1. The Idea of the Statistical Test

2. A statistical test evaluates the "fit" of a hypothesis to a sample.

3. A statistical hypothesis is a claim regarding a population. The form of a statistical hypothesis usually involves the value(s) of parameters (means, proportions, etc.) associated with a population.

4. A statistical test compares a statistical hypothesis to a random sample from the relevant population, and indicates the "fit" (good or bad) of the sample and hypothesis. Four basic components are required to perform a statistical test: A random sample meeting assumptions required for the test; A hypothesis to be evaluated - the null hypothesis, or H 0 ; An alternative hypothesis, or H 1 ; A method of checking the fit of the sample to the null hypothesis, or an error function.

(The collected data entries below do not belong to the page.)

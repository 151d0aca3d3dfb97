/*!
 * Prompt construction for AI-written event reports.
 *
 * The user prompt carries the event data as pretty JSON so the model sees
 * exact figures; the system prompt comes from the configuration and fixes the
 * `###` / `**` markup the formatter understands.
 */

use serde::Serialize;

use crate::app_config::GenerationCommonConfig;
use crate::database::models::EventDetails;
use crate::providers::CompletionRequest;

/// Sections the model is asked to write, in order.
pub const REPORT_SECTIONS: [&str; 5] = [
    "Event Overview",
    "Budget",
    "Supplier Status",
    "Deliverables",
    "Risks and Delays",
];

/// Builder for the report generation prompt.
#[derive(Debug, Clone)]
pub struct ReportPromptBuilder<'a> {
    details: &'a EventDetails,
    custom_instructions: Option<String>,
}

#[derive(Debug, Serialize)]
struct ReportRequest<'a> {
    task: &'static str,
    sections: &'static [&'static str],
    event: EventContext<'a>,
    budget: BudgetContext,
    suppliers: Vec<SupplierContext<'a>>,
    #[serde(skip_serializing_if = "Option::is_none")]
    instructions: Option<&'a str>,
}

#[derive(Debug, Serialize)]
struct EventContext<'a> {
    name: &'a str,
    date: String,
    location: &'a str,
    status: String,
    description: &'a str,
}

#[derive(Debug, Serialize)]
struct BudgetContext {
    event_budget: f64,
    allocated_to_suppliers: f64,
    remaining: f64,
    completion_rate_percent: f64,
}

#[derive(Debug, Serialize)]
struct SupplierContext<'a> {
    name: &'a str,
    specialization: &'a str,
    assignment_status: String,
    allocated_budget: f64,
    performance: u8,
    deliverables: Vec<DeliverableContext<'a>>,
}

#[derive(Debug, Serialize)]
struct DeliverableContext<'a> {
    item: &'a str,
    quantity: u32,
    total_value: f64,
    status: String,
    progress_percent: u8,
    #[serde(skip_serializing_if = "Option::is_none")]
    scheduled_delivery: Option<String>,
    #[serde(skip_serializing_if = "Option::is_none")]
    delay_reasons: Option<&'a str>,
}

impl<'a> ReportPromptBuilder<'a> {
    pub fn new(details: &'a EventDetails) -> Self {
        Self {
            details,
            custom_instructions: None,
        }
    }

    /// Extra instructions appended to the request
    pub fn with_custom_instructions(mut self, instructions: &str) -> Self {
        let trimmed = instructions.trim();
        self.custom_instructions = (!trimmed.is_empty()).then(|| trimmed.to_string());
        self
    }

    /// Build the user prompt as a JSON request.
    pub fn build_user_prompt(&self) -> String {
        let details = self.details;
        let event = &details.event;

        let suppliers = details
            .suppliers
            .iter()
            .map(|assigned| SupplierContext {
                name: &assigned.supplier.name,
                specialization: &assigned.supplier.specialization,
                assignment_status: assigned.assignment.status.to_string(),
                allocated_budget: assigned.assignment.allocated_budget,
                performance: assigned.assignment.performance,
                deliverables: details
                    .deliverables_for(assigned.supplier.id)
                    .into_iter()
                    .map(|d| DeliverableContext {
                        item: &d.item_name,
                        quantity: d.quantity,
                        total_value: d.total_value,
                        status: d.current_status.to_string(),
                        progress_percent: d.progress_percentage,
                        scheduled_delivery: d.scheduled_delivery_date.map(|date| date.to_string()),
                        delay_reasons: d.delay_reasons.as_deref(),
                    })
                    .collect(),
            })
            .collect();

        let request = ReportRequest {
            task: "write_event_supplier_report",
            sections: &REPORT_SECTIONS,
            event: EventContext {
                name: &event.name,
                date: event.date.to_string(),
                location: &event.location,
                status: event.status.to_string(),
                description: &event.description,
            },
            budget: BudgetContext {
                event_budget: event.budget,
                allocated_to_suppliers: details.total_supplier_budget(),
                remaining: details.remaining_budget(),
                completion_rate_percent: details.completion_rate().round(),
            },
            suppliers,
            instructions: self.custom_instructions.as_deref(),
        };

        serde_json::to_string_pretty(&request).unwrap_or_else(|_| "{}".to_string())
    }

    /// Build the full completion request with the configured system prompt
    pub fn build(&self, common: &GenerationCommonConfig) -> CompletionRequest {
        CompletionRequest::new(self.build_user_prompt())
            .system(common.system_prompt.clone())
            .temperature(common.temperature)
            .max_tokens(common.max_tokens)
    }
}

#[cfg(test)]
mod tests {
    use super::*;
    use crate::report::compose::tests::sample_details;

    #[test]
    fn test_buildUserPrompt_shouldCarryEventFigures() {
        let details = sample_details();
        let prompt = ReportPromptBuilder::new(&details).build_user_prompt();
        let json: serde_json::Value = serde_json::from_str(&prompt).unwrap();

        assert_eq!(json["event"]["name"], "Summer Gala");
        assert_eq!(json["budget"]["allocated_to_suppliers"], 7000.0);
        assert_eq!(json["suppliers"][0]["deliverables"][0]["item"], "Stage lighting");
        assert_eq!(json["sections"].as_array().unwrap().len(), REPORT_SECTIONS.len());
        assert!(json.get("instructions").is_none());
    }

    #[test]
    fn test_build_shouldUseConfiguredSystemPrompt() {
        let details = sample_details();
        let common = GenerationCommonConfig::default();
        let request = ReportPromptBuilder::new(&details)
            .with_custom_instructions("  Keep it short ")
            .build(&common);

        assert_eq!(request.system.as_deref(), Some(common.system_prompt.as_str()));
        assert_eq!(request.max_tokens, common.max_tokens);
        assert!(request.prompt.contains("\"instructions\": \"Keep it short\""));
    }
}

5. The significance of a test is usually given via a p-value; a p-value is the conditional probability of getting a sample error more severe than our sample error, given that the null hypothesis holds. That is, p-value = Pr{getting a worse sample error | H 0 is true}.

6. A p-value gives the strength of fit of our sample to the null hypothesis. Large p-values indicate strong fit, small p-values indicate weak fit. If the p-value is sufficiently small, we may elect to reject the null hypothesis. In practice, p-values below.05 or.01 are viewed as statistically significant or as highly statistically significant.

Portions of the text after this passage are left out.